=== Section Start ===

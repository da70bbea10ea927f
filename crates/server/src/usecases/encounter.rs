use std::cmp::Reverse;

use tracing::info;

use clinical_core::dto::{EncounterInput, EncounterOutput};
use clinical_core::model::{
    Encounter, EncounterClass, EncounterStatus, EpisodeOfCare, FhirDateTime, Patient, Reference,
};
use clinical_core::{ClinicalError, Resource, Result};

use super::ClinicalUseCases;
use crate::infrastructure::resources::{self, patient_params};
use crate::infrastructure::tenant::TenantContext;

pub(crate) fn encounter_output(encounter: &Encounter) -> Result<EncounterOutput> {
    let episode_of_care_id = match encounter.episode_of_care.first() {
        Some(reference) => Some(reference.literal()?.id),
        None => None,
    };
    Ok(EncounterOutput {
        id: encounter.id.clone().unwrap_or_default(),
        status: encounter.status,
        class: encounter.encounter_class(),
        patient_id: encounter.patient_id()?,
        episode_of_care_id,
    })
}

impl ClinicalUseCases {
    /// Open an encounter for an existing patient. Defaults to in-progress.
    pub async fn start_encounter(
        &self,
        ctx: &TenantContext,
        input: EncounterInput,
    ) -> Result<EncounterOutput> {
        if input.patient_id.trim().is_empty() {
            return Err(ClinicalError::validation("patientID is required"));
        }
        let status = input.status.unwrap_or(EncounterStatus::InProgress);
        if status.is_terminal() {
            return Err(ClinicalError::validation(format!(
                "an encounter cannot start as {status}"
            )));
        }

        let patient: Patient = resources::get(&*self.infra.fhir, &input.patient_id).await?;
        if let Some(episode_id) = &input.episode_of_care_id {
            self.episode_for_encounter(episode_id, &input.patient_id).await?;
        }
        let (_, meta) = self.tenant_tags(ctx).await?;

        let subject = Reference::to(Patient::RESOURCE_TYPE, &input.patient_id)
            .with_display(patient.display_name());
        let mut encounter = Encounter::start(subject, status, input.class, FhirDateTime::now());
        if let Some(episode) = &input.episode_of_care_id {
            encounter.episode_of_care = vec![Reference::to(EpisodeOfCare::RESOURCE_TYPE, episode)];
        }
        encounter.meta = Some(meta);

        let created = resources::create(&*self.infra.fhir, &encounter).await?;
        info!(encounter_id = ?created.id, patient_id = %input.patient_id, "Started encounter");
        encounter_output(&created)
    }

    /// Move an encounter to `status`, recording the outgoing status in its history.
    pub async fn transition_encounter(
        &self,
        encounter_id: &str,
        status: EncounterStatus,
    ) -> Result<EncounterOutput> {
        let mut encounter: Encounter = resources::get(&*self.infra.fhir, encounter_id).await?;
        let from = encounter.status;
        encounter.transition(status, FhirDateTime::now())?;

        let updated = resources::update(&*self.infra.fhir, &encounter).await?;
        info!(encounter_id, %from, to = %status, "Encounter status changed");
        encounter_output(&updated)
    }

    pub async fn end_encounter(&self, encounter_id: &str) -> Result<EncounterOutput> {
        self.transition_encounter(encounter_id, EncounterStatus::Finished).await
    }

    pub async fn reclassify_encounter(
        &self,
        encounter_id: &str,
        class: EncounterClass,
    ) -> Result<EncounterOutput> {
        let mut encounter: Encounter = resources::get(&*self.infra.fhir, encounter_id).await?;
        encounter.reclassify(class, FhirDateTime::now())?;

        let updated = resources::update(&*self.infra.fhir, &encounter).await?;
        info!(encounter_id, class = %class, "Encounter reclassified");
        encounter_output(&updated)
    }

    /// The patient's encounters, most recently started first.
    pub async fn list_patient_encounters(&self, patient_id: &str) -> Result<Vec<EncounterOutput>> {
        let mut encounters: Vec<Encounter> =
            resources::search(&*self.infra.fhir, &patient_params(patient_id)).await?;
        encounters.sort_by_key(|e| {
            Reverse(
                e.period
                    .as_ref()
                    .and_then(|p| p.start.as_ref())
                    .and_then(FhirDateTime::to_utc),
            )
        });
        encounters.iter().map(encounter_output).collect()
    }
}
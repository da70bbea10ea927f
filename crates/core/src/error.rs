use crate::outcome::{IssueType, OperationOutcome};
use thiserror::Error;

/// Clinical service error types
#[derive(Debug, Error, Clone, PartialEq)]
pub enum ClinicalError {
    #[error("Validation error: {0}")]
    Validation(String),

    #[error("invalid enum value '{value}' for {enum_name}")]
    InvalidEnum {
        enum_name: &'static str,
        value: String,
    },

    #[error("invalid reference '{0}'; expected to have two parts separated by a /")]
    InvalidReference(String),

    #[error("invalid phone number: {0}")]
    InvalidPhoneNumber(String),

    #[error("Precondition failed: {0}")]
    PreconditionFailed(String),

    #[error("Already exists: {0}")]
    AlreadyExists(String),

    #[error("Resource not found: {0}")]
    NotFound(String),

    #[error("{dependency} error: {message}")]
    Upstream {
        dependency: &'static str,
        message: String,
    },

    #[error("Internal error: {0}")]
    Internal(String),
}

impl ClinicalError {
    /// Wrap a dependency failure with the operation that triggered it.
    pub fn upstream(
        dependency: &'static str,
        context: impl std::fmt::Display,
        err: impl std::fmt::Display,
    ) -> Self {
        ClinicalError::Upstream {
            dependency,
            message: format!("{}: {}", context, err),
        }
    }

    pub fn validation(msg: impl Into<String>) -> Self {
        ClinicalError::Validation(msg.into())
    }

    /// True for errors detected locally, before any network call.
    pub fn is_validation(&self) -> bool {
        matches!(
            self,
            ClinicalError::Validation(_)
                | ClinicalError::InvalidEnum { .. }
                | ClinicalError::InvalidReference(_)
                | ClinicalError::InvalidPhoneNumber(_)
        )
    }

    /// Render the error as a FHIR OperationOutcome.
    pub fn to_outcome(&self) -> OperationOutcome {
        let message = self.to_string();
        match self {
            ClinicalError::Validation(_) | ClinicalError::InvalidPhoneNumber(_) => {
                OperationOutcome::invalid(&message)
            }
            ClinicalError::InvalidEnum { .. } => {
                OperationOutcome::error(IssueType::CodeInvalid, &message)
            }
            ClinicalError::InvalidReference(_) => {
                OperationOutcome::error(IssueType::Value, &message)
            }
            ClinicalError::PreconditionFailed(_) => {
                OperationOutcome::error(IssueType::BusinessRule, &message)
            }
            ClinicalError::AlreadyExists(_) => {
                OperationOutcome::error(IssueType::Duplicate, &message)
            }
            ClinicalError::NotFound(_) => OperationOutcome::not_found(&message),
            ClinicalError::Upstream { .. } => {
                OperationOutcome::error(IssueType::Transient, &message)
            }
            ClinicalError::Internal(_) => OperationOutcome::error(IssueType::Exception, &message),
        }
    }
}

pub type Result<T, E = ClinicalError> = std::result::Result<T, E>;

=== Section End ===

▶ _Directions for this task_
Word for word, write out each of the records above.

▶ _Response box_
repository da70bbea10ea927f
filename crates/server/src/usecases/encounter.rs
use std::cmp::Reverse;

use tracing::info;

use clinical_core::dto::{EncounterInput, EncounterOutput};
use clinical_core::model::{
    Encounter, EncounterClass, EncounterStatus, EpisodeOfCare, FhirDateTime, Patient, Reference,
};
use clinical_core::{ClinicalError, Resource, Result};

use super::ClinicalUseCases;
use crate::infrastructure::resources::{self, patient_params};
use crate::infrastructure::tenant::TenantContext;

pub(crate) fn encounter_output(encounter: &Encounter) -> Result<EncounterOutput> {
    let episode_of_care_id = match encounter.episode_of_care.first() {
        Some(reference) => Some(reference.literal()?.id),
        None => None,
    };
    Ok(EncounterOutput {
        id: encounter.id.clone().unwrap_or_default(),
        status: encounter.status,
        class: encounter.encounter_class(),
        patient_id: encounter.patient_id()?,
        episode_of_care_id,
    })
}

impl ClinicalUseCases {
    /// Open an encounter for an existing patient. Defaults to in-progress.
    pub async fn start_encounter(
        &self,
        ctx: &TenantContext,
        input: EncounterInput,
    ) -> Result<EncounterOutput> {
        if input.patient_id.trim().is_empty() {
            return Err(ClinicalError::validation("patientID is required"));
        }
        let status = input.status.unwrap_or(EncounterStatus::InProgress);
        if status.is_terminal() {
            return Err(ClinicalError::validation(format!(
                "an encounter cannot start as {status}"
            )));
        }

        let patient: Patient = resources::get(&*self.infra.fhir, &input.patient_id).await?;
        if let Some(episode_id) = &input.episode_of_care_id {
            self.episode_for_encounter(episode_id, &input.patient_id).await?;
        }
        let (_, meta) = self.tenant_tags(ctx).await?;

        let subject = Reference::to(Patient::RESOURCE_TYPE, &input.patient_id)
            .with_display(patient.display_name());
        let mut encounter = Encounter::start(subject, status, input.class, FhirDateTime::now());
        if let Some(episode) = &input.episode_of_care_id {
            encounter.episode_of_care = vec![Reference::to(EpisodeOfCare::RESOURCE_TYPE, episode)];
        }
        encounter.meta = Some(meta);

        let created = resources::create(&*self.infra.fhir, &encounter).await?;
        info!(encounter_id = ?created.id, patient_id = %input.patient_id, "Started encounter");
        encounter_output(&created)
    }

    /// Move an encounter to `status`, recording the outgoing status in its history.
    pub async fn transition_encounter(
        &self,
        encounter_id: &str,
        status: EncounterStatus,
    ) -> Result<EncounterOutput> {
        let mut encounter: Encounter = resources::get(&*self.infra.fhir, encounter_id).await?;
        let from = encounter.status;
        encounter.transition(status, FhirDateTime::now())?;

        let updated = resources::update(&*self.infra.fhir, &encounter).await?;
        info!(encounter_id, %from, to = %status, "Encounter status changed");
        encounter_output(&updated)
    }

    pub async fn end_encounter(&self, encounter_id: &str) -> Result<EncounterOutput> {
        self.transition_encounter(encounter_id, EncounterStatus::Finished).await
    }

    pub async fn reclassify_encounter(
        &self,
        encounter_id: &str,
        class: EncounterClass,
    ) -> Result<EncounterOutput> {
        let mut encounter: Encounter = resources::get(&*self.infra.fhir, encounter_id).await?;
        encounter.reclassify(class, FhirDateTime::now())?;

        let updated = resources::update(&*self.infra.fhir, &encounter).await?;
        info!(encounter_id, class = %class, "Encounter reclassified");
        encounter_output(&updated)
    }

    /// The patient's encounters, most recently started first.
    pub async fn list_patient_encounters(&self, patient_id: &str) -> Result<Vec<EncounterOutput>> {
        let mut encounters: Vec<Encounter> =
            resources::search(&*self.infra.fhir, &patient_params(patient_id)).await?;
        encounters.sort_by_key(|e| {
            Reverse(
                e.period
                    .as_ref()
                    .and_then(|p| p.start.as_ref())
                    .and_then(FhirDateTime::to_utc),
            )
        });
        encounters.iter().map(encounter_output).collect()
    }
}
repository da70bbea10ea927f
filename crates/core/src/error.rs
use crate::outcome::{IssueType, OperationOutcome};
use thiserror::Error;

/// Clinical service error types
#[derive(Debug, Error, Clone, PartialEq)]
pub enum ClinicalError {
    #[error("Validation error: {0}")]
    Validation(String),

    #[error("invalid enum value '{value}' for {enum_name}")]
    InvalidEnum {
        enum_name: &'static str,
        value: String,
    },

    #[error("invalid reference '{0}'; expected to have two parts separated by a /")]
    InvalidReference(String),

    #[error("invalid phone number: {0}")]
    InvalidPhoneNumber(String),

    #[error("Precondition failed: {0}")]
    PreconditionFailed(String),

    #[error("Already exists: {0}")]
    AlreadyExists(String),

    #[error("Resource not found: {0}")]
    NotFound(String),

    #[error("{dependency} error: {message}")]
    Upstream {
        dependency: &'static str,
        message: String,
    },

    #[error("Internal error: {0}")]
    Internal(String),
}

impl ClinicalError {
    /// Wrap a dependency failure with the operation that triggered it.
    pub fn upstream(
        dependency: &'static str,
        context: impl std::fmt::Display,
        err: impl std::fmt::Display,
    ) -> Self {
        ClinicalError::Upstream {
            dependency,
            message: format!("{}: {}", context, err),
        }
    }

    pub fn validation(msg: impl Into<String>) -> Self {
        ClinicalError::Validation(msg.into())
    }

    /// True for errors detected locally, before any network call.
    pub fn is_validation(&self) -> bool {
        matches!(
            self,
            ClinicalError::Validation(_)
                | ClinicalError::InvalidEnum { .. }
                | ClinicalError::InvalidReference(_)
                | ClinicalError::InvalidPhoneNumber(_)
        )
    }

    /// Render the error as a FHIR OperationOutcome.
    pub fn to_outcome(&self) -> OperationOutcome {
        let message = self.to_string();
        match self {
            ClinicalError::Validation(_) | ClinicalError::InvalidPhoneNumber(_) => {
                OperationOutcome::invalid(&message)
            }
            ClinicalError::InvalidEnum { .. } => {
                OperationOutcome::error(IssueType::CodeInvalid, &message)
            }
            ClinicalError::InvalidReference(_) => {
                OperationOutcome::error(IssueType::Value, &message)
            }
            ClinicalError::PreconditionFailed(_) => {
                OperationOutcome::error(IssueType::BusinessRule, &message)
            }
            ClinicalError::AlreadyExists(_) => {
                OperationOutcome::error(IssueType::Duplicate, &message)
            }
            ClinicalError::NotFound(_) => OperationOutcome::not_found(&message),
            ClinicalError::Upstream { .. } => {
                OperationOutcome::error(IssueType::Transient, &message)
            }
            ClinicalError::Internal(_) => OperationOutcome::error(IssueType::Exception, &message),
        }
    }
}

pub type Result<T, E = ClinicalError> = std::result::Result<T, E>;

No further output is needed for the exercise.